● **TASK DETAILS**: Return, from the lines below, each one that includes the word "bool".

● **DATASET RECORDS**:
+--
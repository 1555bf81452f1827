//! Data types for 32-bit ELF files.
//!
//! The layout of the parts of a file that are inspected:
//!
//! | offset    | size                    | content              | type                              |
//! |-----------|-------------------------|----------------------|-----------------------------------|
//! | 0         | 52                      | File header          | [`Elf32FileHeader`]               |
//! | `e_shoff` | `e_shnum * e_shentsize` | Section header table | array of [`Elf32SectionHeader`]   |
//!
//! All multi-byte fields are stored in the byte order declared by the
//! identification bytes of the file header. The raw fields of the structs in
//! this crate keep that file order; the accessor methods take a [`ByteOrder`]
//! and return values in host order.

#![cfg_attr(not(test), no_std)]

use dataview::Pod;
use strum::Display;

pub use self::kind::{
    FileKind, FileType, Machine, MachineKind, SectionFlags, SectionKind, SectionType,
};

mod kind;

/// Number of identification bytes at the start of the file header.
pub const EI_NIDENT: usize = 16;

/// Index of the file class byte in the identification bytes.
pub const EI_CLASS: usize = 4;

/// Index of the data encoding byte in the identification bytes.
pub const EI_DATA: usize = 5;

/// Index of the file version byte in the identification bytes.
pub const EI_VERSION: usize = 6;

/// `"\x7FELF"`
pub const ELF_MAGIC: [u8; 4] = [0x7f, b'E', b'L', b'F'];

/// 32-bit objects.
pub const ELFCLASS32: u8 = 1;
/// 64-bit objects.
pub const ELFCLASS64: u8 = 2;

/// Two's complement, little-endian.
pub const ELFDATA2LSB: u8 = 1;
/// Two's complement, big-endian.
pub const ELFDATA2MSB: u8 = 2;

/// Current ELF version.
pub const EV_CURRENT: u8 = 1;

/// Byte order of the multi-byte fields of a file.
#[derive(Debug, Clone, Copy, PartialEq, Eq, Display)]
pub enum ByteOrder {
    #[strum(serialize = "little-endian")]
    Little,
    #[strum(serialize = "big-endian")]
    Big,
}

impl ByteOrder {
    /// Byte order of the host.
    #[cfg(target_endian = "little")]
    pub const NATIVE: Self = Self::Little;
    /// Byte order of the host.
    #[cfg(target_endian = "big")]
    pub const NATIVE: Self = Self::Big;

    /// Determines the byte order from the data encoding identification byte.
    ///
    /// Anything but [`ELFDATA2LSB`] is treated as big-endian.
    #[must_use]
    pub const fn from_ident_data(data: u8) -> Self {
        if data == ELFDATA2LSB {
            Self::Little
        } else {
            Self::Big
        }
    }

    /// Returns `true` if values in this byte order have to be swapped to be
    /// used on the host.
    #[must_use]
    pub fn needs_swap(self) -> bool {
        self != Self::NATIVE
    }

    /// Converts a raw `u16` in this byte order to host order.
    #[must_use]
    pub const fn u16(self, raw: u16) -> u16 {
        match self {
            Self::Little => u16::from_le(raw),
            Self::Big => u16::from_be(raw),
        }
    }

    /// Converts a raw `u32` in this byte order to host order.
    #[must_use]
    pub const fn u32(self, raw: u32) -> u32 {
        match self {
            Self::Little => u32::from_le(raw),
            Self::Big => u32::from_be(raw),
        }
    }

    /// Converts a host order `u16` to this byte order.
    #[must_use]
    pub const fn raw_u16(self, value: u16) -> u16 {
        match self {
            Self::Little => value.to_le(),
            Self::Big => value.to_be(),
        }
    }

    /// Converts a host order `u32` to this byte order.
    #[must_use]
    pub const fn raw_u32(self, value: u32) -> u32 {
        match self {
            Self::Little => value.to_le(),
            Self::Big => value.to_be(),
        }
    }
}

/// ELF32 file header (`Elf32_Ehdr`).
#[repr(C)]
#[derive(Debug, Clone, Pod)]
pub struct Elf32FileHeader {
    /// Identification bytes. Not affected by byte order.
    pub ident: [u8; EI_NIDENT],
    /// Object file type
    pub ty: u16,
    /// Architecture
    pub machine: u16,
    /// Object file version
    pub version: u32,
    /// Entry point virtual address
    pub entry: u32,
    /// Program header table file offset
    pub phoff: u32,
    /// Section header table file offset
    pub shoff: u32,
    /// Processor-specific flags
    pub flags: u32,
    /// ELF header size in bytes
    pub ehsize: u16,
    /// Program header table entry size
    pub phentsize: u16,
    /// Program header table entry count
    pub phnum: u16,
    /// Section header table entry size
    pub shentsize: u16,
    /// Section header table entry count
    pub shnum: u16,
    /// Section header string table index
    pub shstrndx: u16,
}
const _: () = const { assert!(size_of::<Elf32FileHeader>() == 52) };

impl Elf32FileHeader {
    /// Returns `true` if the identification bytes start with [`ELF_MAGIC`].
    #[must_use]
    pub fn has_magic(&self) -> bool {
        self.ident[..ELF_MAGIC.len()] == ELF_MAGIC
    }

    /// Returns the file class identification byte.
    #[must_use]
    pub const fn class(&self) -> u8 {
        self.ident[EI_CLASS]
    }

    /// Returns the byte order declared by the data encoding byte.
    #[must_use]
    pub const fn byte_order(&self) -> ByteOrder {
        ByteOrder::from_ident_data(self.ident[EI_DATA])
    }

    #[must_use]
    pub fn file_type(&self, order: ByteOrder) -> FileType {
        FileType::from_raw(order.u16(self.ty))
    }

    #[must_use]
    pub fn machine(&self, order: ByteOrder) -> Machine {
        Machine::from_raw(order.u16(self.machine))
    }

    #[must_use]
    pub const fn entry(&self, order: ByteOrder) -> u32 {
        order.u32(self.entry)
    }

    #[must_use]
    pub const fn shoff(&self, order: ByteOrder) -> u32 {
        order.u32(self.shoff)
    }

    #[must_use]
    pub const fn shentsize(&self, order: ByteOrder) -> u16 {
        order.u16(self.shentsize)
    }

    #[must_use]
    pub const fn shnum(&self, order: ByteOrder) -> u16 {
        order.u16(self.shnum)
    }
}

/// ELF32 section header (`Elf32_Shdr`).
#[repr(C)]
#[derive(Debug, Clone, Pod)]
pub struct Elf32SectionHeader {
    /// Section name (string table index)
    pub name: u32,
    /// Section type
    pub ty: u32,
    /// Section flags
    pub flags: u32,
    /// Section virtual address at execution
    pub addr: u32,
    /// Section file offset
    pub offset: u32,
    /// Section size in bytes
    pub size: u32,
    /// Link to another section
    pub link: u32,
    /// Additional section information
    pub info: u32,
    /// Section alignment
    pub addralign: u32,
    /// Entry size if section holds table
    pub entsize: u32,
}
const _: () = const { assert!(size_of::<Elf32SectionHeader>() == 40) };

impl Elf32SectionHeader {
    /// Size of a section header entry in the file.
    pub const SIZE: usize = size_of::<Self>();

    #[must_use]
    pub fn section_type(&self, order: ByteOrder) -> SectionType {
        SectionType::from_raw(order.u32(self.ty))
    }

    #[must_use]
    pub const fn section_flags(&self, order: ByteOrder) -> SectionFlags {
        SectionFlags::from_bits_retain(order.u32(self.flags))
    }

    #[must_use]
    pub const fn offset(&self, order: ByteOrder) -> u32 {
        order.u32(self.offset)
    }

    #[must_use]
    pub const fn addr(&self, order: ByteOrder) -> u32 {
        order.u32(self.addr)
    }

    #[must_use]
    pub const fn size(&self, order: ByteOrder) -> u32 {
        order.u32(self.size)
    }
}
+--
● **WRITTEN ANSWER**:
    pub fn needs_swap(self) -> bool {
    pub fn has_magic(&self) -> bool {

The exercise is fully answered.